%%
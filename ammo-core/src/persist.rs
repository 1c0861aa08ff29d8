//! Save/load for the in-memory host.
//!
//! A saved world carries users, actors, inventories, and every item flag, so
//! a tracker restored from it picks up an encounter exactly where it was.

use crate::flags::FlagKey;
use crate::inventory::{Actor, ActorId, InventoryItem, ItemId, User};
use crate::memory::{InMemoryHost, WorldState};
use serde::{Deserialize, Serialize};
use std::path::Path;
use thiserror::Error;
use tokio::fs;

/// Errors from persistence operations.
#[derive(Debug, Error)]
pub enum PersistError {
    #[error("IO error: {0}")]
    Io(#[from] std::io::Error),

    #[error("JSON error: {0}")]
    Json(#[from] serde_json::Error),

    #[error("Version mismatch: expected {expected}, found {found}")]
    VersionMismatch { expected: u32, found: u32 },
}

/// Current save file version.
const SAVE_VERSION: u32 = 1;

/// One actor's inventory.
#[derive(Debug, Clone, Serialize, Deserialize)]
pub struct SavedInventory {
    pub actor: ActorId,
    pub items: Vec<InventoryItem>,
}

/// A single stored flag value.
#[derive(Debug, Clone, PartialEq, Eq, Serialize, Deserialize)]
pub struct SavedFlag {
    pub item: ItemId,
    pub key: FlagKey,
    pub value: u32,
}

/// Complete in-memory world as written to disk.
#[derive(Debug, Clone, Serialize, Deserialize)]
pub struct SavedWorld {
    /// Save format version for compatibility checking.
    pub version: u32,

    /// When the save was created.
    pub saved_at: String,

    pub users: Vec<User>,
    pub actors: Vec<Actor>,
    pub inventories: Vec<SavedInventory>,

    #[serde(default)]
    pub flags: Vec<SavedFlag>,
}

impl SavedWorld {
    /// Capture the current state of a host.
    pub fn capture(host: &InMemoryHost) -> Self {
        host.with_state(|state| {
            // Inventories and flags follow actor order so saves diff cleanly
            let inventories: Vec<SavedInventory> = state
                .actors
                .iter()
                .map(|actor| SavedInventory {
                    actor: actor.id,
                    items: state.inventories.get(&actor.id).cloned().unwrap_or_default(),
                })
                .collect();

            let flags = inventories
                .iter()
                .flat_map(|inv| inv.items.iter())
                .flat_map(|item| {
                    FlagKey::ALL.into_iter().filter_map(move |key| {
                        state.flags.get(&(item.id, key)).map(|&value| SavedFlag {
                            item: item.id,
                            key,
                            value,
                        })
                    })
                })
                .collect();

            Self {
                version: SAVE_VERSION,
                saved_at: timestamp_now(),
                users: state.users.clone(),
                actors: state.actors.clone(),
                inventories,
                flags,
            }
        })
    }

    /// Build a host holding this world.
    pub fn into_host(self) -> InMemoryHost {
        let mut state = WorldState {
            users: self.users,
            actors: self.actors,
            ..WorldState::default()
        };
        for actor in &state.actors {
            state.inventories.insert(actor.id, Vec::new());
        }
        for inventory in self.inventories {
            state.inventories.insert(inventory.actor, inventory.items);
        }
        for flag in self.flags {
            state.flags.insert((flag.item, flag.key), flag.value);
        }
        InMemoryHost::from_state(state)
    }

    /// Save to a JSON file.
    pub async fn save_json(&self, path: impl AsRef<Path>) -> Result<(), PersistError> {
        let content = serde_json::to_string_pretty(self)?;
        fs::write(path, content).await?;
        Ok(())
    }

    /// Load from a JSON file.
    pub async fn load_json(path: impl AsRef<Path>) -> Result<Self, PersistError> {
        let content = fs::read_to_string(path).await?;
        let saved: Self = serde_json::from_str(&content)?;

        if saved.version != SAVE_VERSION {
            return Err(PersistError::VersionMismatch {
                expected: SAVE_VERSION,
                found: saved.version,
            });
        }

        Ok(saved)
    }
}

/// Convenience wrapper: capture a host and write it out.
pub async fn save_host(host: &InMemoryHost, path: impl AsRef<Path>) -> Result<(), PersistError> {
    SavedWorld::capture(host).save_json(path).await
}

/// Convenience wrapper: read a world file into a fresh host.
pub async fn load_host(path: impl AsRef<Path>) -> Result<InMemoryHost, PersistError> {
    Ok(SavedWorld::load_json(path).await?.into_host())
}

fn timestamp_now() -> String {
    use std::time::{SystemTime, UNIX_EPOCH};

    let now = SystemTime::now()
        .duration_since(UNIX_EPOCH)
        .unwrap_or_default();

    format!("{}", now.as_secs())
}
%%
The records above should be repeated exactly. Print them all.

Finished exercise:
filename ammo-core/src/persist.rs
repository 1c0861aa08ff29d8
//! Save/load for the in-memory host.
//!
//! A saved world carries users, actors, inventories, and every item flag, so
//! a tracker restored from it picks up an encounter exactly where it was.

use crate::flags::FlagKey;
use crate::inventory::{Actor, ActorId, InventoryItem, ItemId, User};
use crate::memory::{InMemoryHost, WorldState};
use serde::{Deserialize, Serialize};
use std::path::Path;
use thiserror::Error;
use tokio::fs;

/// Errors from persistence operations.
#[derive(Debug, Error)]
pub enum PersistError {
    #[error("IO error: {0}")]
    Io(#[from] std::io::Error),

    #[error("JSON error: {0}")]
    Json(#[from] serde_json::Error),

    #[error("Version mismatch: expected {expected}, found {found}")]
    VersionMismatch { expected: u32, found: u32 },
}

/// Current save file version.
const SAVE_VERSION: u32 = 1;

/// One actor's inventory.
#[derive(Debug, Clone, Serialize, Deserialize)]
pub struct SavedInventory {
    pub actor: ActorId,
    pub items: Vec<InventoryItem>,
}

/// A single stored flag value.
#[derive(Debug, Clone, PartialEq, Eq, Serialize, Deserialize)]
pub struct SavedFlag {
    pub item: ItemId,
    pub key: FlagKey,
    pub value: u32,
}

/// Complete in-memory world as written to disk.
#[derive(Debug, Clone, Serialize, Deserialize)]
pub struct SavedWorld {
    /// Save format version for compatibility checking.
    pub version: u32,

    /// When the save was created.
    pub saved_at: String,

    pub users: Vec<User>,
    pub actors: Vec<Actor>,
    pub inventories: Vec<SavedInventory>,

    #[serde(default)]
    pub flags: Vec<SavedFlag>,
}

impl SavedWorld {
    /// Capture the current state of a host.
    pub fn capture(host: &InMemoryHost) -> Self {
        host.with_state(|state| {
            // Inventories and flags follow actor order so saves diff cleanly
            let inventories: Vec<SavedInventory> = state
                .actors
                .iter()
                .map(|actor| SavedInventory {
                    actor: actor.id,
                    items: state.inventories.get(&actor.id).cloned().unwrap_or_default(),
                })
                .collect();

            let flags = inventories
                .iter()
                .flat_map(|inv| inv.items.iter())
                .flat_map(|item| {
                    FlagKey::ALL.into_iter().filter_map(move |key| {
                        state.flags.get(&(item.id, key)).map(|&value| SavedFlag {
                            item: item.id,
                            key,
                            value,
                        })
                    })
                })
                .collect();

            Self {
                version: SAVE_VERSION,
                saved_at: timestamp_now(),
                users: state.users.clone(),
                actors: state.actors.clone(),
                inventories,
                flags,
            }
        })
    }

    /// Build a host holding this world.
    pub fn into_host(self) -> InMemoryHost {
        let mut state = WorldState {
            users: self.users,
            actors: self.actors,
            ..WorldState::default()
        };
        for actor in &state.actors {
            state.inventories.insert(actor.id, Vec::new());
        }
        for inventory in self.inventories {
            state.inventories.insert(inventory.actor, inventory.items);
        }
        for flag in self.flags {
            state.flags.insert((flag.item, flag.key), flag.value);
        }
        InMemoryHost::from_state(state)
    }

    /// Save to a JSON file.
    pub async fn save_json(&self, path: impl AsRef<Path>) -> Result<(), PersistError> {
        let content = serde_json::to_string_pretty(self)?;
        fs::write(path, content).await?;
        Ok(())
    }

    /// Load from a JSON file.
    pub async fn load_json(path: impl AsRef<Path>) -> Result<Self, PersistError> {
        let content = fs::read_to_string(path).await?;
        let saved: Self = serde_json::from_str(&content)?;

        if saved.version != SAVE_VERSION {
            return Err(PersistError::VersionMismatch {
                expected: SAVE_VERSION,
                found: saved.version,
            });
        }

        Ok(saved)
    }
}

/// Convenience wrapper: capture a host and write it out.
pub async fn save_host(host: &InMemoryHost, path: impl AsRef<Path>) -> Result<(), PersistError> {
    SavedWorld::capture(host).save_json(path).await
}

/// Convenience wrapper: read a world file into a fresh host.
pub async fn load_host(path: impl AsRef<Path>) -> Result<InMemoryHost, PersistError> {
    Ok(SavedWorld::load_json(path).await?.into_host())
}

fn timestamp_now() -> String {
    use std::time::{SystemTime, UNIX_EPOCH};

    let now = SystemTime::now()
        .duration_since(UNIX_EPOCH)
        .unwrap_or_default();

    format!("{}", now.as_secs())
}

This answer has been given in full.